Stored data:
== Segment start ==
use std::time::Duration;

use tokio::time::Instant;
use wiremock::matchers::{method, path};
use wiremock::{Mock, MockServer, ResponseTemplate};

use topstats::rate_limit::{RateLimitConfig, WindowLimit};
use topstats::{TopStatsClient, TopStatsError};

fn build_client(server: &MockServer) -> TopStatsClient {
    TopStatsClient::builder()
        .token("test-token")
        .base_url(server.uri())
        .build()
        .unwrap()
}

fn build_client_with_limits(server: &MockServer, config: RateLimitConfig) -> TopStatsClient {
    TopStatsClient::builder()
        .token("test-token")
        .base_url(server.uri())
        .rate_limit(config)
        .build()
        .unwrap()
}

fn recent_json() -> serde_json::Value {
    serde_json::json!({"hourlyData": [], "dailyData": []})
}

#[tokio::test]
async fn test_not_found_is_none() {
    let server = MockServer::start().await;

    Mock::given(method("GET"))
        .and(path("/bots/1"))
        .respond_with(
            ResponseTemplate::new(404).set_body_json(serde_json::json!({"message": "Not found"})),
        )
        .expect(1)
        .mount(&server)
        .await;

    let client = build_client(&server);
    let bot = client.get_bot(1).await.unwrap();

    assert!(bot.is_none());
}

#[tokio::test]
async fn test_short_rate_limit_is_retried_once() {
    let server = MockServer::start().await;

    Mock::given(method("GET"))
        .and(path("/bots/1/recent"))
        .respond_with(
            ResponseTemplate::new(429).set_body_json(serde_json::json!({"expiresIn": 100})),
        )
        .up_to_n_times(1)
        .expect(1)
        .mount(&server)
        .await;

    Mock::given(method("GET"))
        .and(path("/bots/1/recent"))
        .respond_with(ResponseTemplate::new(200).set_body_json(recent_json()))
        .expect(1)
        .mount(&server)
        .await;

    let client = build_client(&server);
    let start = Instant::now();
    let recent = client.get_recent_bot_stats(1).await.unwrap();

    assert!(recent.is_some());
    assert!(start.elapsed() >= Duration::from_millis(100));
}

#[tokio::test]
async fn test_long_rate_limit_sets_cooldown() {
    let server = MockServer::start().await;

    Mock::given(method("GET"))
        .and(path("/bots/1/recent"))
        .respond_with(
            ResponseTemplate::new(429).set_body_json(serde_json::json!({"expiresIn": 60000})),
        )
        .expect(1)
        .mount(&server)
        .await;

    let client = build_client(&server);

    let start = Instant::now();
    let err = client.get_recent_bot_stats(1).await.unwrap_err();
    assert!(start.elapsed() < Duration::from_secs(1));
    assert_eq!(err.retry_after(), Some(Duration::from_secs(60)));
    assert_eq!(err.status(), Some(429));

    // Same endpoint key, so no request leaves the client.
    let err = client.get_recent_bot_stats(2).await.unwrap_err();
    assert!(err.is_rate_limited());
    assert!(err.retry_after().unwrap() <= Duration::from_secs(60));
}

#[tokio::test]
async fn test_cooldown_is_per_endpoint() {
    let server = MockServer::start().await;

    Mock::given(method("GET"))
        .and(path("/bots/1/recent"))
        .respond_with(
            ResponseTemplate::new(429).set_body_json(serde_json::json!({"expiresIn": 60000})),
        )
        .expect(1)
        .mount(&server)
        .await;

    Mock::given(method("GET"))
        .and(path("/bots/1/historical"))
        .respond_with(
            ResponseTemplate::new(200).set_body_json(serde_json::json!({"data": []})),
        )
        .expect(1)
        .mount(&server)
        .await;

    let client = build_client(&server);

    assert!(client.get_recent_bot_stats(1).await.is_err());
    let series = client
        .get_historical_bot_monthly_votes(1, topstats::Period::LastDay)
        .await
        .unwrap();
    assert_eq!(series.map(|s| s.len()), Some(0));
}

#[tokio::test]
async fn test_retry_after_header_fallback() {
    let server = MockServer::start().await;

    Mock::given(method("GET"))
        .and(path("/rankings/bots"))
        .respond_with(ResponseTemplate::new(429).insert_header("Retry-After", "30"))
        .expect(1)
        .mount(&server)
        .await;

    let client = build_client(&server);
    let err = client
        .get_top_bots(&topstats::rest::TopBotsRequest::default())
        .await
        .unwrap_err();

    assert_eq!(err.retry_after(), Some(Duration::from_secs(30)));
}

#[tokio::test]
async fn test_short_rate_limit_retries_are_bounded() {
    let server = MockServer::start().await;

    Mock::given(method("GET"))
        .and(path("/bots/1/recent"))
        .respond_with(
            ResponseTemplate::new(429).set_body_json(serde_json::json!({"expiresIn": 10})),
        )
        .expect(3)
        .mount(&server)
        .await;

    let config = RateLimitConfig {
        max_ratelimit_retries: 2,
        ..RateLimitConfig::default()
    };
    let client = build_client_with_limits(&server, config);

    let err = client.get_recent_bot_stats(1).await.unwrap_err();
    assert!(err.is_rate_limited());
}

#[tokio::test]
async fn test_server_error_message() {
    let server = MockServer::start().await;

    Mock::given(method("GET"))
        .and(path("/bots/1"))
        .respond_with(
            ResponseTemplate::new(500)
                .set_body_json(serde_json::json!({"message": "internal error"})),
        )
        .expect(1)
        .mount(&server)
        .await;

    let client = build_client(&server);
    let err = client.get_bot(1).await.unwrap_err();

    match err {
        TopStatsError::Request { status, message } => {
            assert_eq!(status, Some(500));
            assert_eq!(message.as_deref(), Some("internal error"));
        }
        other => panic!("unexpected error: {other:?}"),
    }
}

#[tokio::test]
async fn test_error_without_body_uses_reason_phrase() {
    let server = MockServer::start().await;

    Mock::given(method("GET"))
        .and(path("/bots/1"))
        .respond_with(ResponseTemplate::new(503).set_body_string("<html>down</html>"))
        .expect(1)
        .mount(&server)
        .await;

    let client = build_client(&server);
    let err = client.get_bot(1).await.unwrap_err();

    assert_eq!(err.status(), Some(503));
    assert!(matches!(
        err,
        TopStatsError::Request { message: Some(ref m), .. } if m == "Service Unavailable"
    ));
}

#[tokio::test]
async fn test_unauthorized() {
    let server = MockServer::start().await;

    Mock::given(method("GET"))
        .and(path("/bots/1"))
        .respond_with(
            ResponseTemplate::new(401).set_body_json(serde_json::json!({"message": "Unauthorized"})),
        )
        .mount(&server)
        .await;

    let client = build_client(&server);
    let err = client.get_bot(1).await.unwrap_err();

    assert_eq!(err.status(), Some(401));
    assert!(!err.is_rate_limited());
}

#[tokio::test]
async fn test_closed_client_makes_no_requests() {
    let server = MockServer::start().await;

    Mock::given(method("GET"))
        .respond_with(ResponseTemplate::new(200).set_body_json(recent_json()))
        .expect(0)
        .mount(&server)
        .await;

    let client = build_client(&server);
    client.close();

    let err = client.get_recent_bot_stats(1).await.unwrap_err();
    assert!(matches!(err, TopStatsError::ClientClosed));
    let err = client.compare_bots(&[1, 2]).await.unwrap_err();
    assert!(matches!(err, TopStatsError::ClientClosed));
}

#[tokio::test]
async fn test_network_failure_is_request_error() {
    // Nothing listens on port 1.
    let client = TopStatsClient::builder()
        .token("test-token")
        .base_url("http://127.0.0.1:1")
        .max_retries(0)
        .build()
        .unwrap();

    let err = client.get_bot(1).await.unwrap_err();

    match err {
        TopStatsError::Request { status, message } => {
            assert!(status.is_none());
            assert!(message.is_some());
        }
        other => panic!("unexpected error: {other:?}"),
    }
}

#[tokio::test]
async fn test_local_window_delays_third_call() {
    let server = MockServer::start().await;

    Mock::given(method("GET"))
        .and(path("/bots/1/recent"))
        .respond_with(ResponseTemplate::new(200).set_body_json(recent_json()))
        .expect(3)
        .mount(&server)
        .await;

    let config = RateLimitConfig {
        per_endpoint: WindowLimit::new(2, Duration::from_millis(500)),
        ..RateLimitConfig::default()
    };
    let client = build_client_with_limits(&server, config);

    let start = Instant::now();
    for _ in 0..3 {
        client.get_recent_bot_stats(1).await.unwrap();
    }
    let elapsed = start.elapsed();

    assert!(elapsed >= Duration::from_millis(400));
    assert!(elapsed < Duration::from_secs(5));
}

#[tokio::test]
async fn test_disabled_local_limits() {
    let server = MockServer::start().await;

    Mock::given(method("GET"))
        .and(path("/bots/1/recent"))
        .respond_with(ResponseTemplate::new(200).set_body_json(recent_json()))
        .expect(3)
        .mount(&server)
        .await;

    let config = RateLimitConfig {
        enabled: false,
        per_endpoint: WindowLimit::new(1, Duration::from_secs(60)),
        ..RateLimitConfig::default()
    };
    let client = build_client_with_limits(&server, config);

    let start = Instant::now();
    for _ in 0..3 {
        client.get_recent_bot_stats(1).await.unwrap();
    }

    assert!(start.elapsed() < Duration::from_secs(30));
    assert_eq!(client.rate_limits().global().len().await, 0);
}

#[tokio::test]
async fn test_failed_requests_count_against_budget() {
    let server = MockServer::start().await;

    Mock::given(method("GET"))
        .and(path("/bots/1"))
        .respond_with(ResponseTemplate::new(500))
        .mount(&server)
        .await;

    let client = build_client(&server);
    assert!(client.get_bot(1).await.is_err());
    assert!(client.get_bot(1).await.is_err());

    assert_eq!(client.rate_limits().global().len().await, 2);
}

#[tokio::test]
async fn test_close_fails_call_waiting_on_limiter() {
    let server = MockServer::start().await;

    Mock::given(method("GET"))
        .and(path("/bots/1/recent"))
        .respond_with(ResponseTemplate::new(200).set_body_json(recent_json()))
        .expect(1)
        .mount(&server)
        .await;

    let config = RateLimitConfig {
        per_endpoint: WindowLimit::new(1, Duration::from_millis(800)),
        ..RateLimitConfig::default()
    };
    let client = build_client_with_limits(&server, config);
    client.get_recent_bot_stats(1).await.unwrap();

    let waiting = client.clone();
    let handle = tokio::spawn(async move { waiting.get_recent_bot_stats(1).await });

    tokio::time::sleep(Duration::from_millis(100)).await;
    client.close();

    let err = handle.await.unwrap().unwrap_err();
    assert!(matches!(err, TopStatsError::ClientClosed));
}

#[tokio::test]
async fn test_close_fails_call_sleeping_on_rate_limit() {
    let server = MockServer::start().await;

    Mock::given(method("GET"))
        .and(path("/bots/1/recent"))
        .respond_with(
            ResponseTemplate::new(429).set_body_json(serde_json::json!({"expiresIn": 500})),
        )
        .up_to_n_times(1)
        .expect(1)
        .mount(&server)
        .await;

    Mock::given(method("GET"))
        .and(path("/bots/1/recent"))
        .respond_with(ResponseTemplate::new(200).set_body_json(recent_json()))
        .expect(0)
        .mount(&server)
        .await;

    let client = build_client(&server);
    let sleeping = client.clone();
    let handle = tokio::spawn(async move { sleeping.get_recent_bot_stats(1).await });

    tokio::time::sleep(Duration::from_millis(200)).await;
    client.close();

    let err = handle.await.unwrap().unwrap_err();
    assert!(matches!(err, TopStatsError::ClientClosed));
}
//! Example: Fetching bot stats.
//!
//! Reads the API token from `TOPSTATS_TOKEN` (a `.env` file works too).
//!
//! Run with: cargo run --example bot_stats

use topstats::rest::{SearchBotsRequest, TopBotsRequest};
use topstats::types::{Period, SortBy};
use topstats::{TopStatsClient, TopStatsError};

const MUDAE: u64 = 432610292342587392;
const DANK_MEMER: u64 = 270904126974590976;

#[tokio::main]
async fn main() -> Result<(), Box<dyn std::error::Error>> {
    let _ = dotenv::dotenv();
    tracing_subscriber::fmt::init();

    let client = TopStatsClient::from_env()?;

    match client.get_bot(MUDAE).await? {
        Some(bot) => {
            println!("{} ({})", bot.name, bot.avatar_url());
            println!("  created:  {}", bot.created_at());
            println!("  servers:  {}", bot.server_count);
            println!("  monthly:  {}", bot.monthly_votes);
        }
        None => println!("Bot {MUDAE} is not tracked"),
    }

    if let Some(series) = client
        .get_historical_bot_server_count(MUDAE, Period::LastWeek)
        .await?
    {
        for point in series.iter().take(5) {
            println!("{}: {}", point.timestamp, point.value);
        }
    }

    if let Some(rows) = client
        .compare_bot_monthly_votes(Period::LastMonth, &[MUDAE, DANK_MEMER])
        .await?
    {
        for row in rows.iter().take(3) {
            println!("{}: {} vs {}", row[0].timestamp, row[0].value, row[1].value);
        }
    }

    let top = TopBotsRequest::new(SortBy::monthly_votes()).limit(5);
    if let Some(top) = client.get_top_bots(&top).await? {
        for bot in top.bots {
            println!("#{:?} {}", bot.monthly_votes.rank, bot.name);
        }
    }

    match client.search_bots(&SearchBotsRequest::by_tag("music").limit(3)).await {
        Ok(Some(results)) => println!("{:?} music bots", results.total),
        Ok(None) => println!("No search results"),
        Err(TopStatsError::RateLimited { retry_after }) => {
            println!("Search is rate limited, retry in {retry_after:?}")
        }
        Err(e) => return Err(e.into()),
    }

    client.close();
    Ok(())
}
== Segment end ==
▶ ABOUT THIS EXERCISE:
Determine how many lines above have the string "rows" and output nothing besides the count.

▶ RESPONSE AREA:
2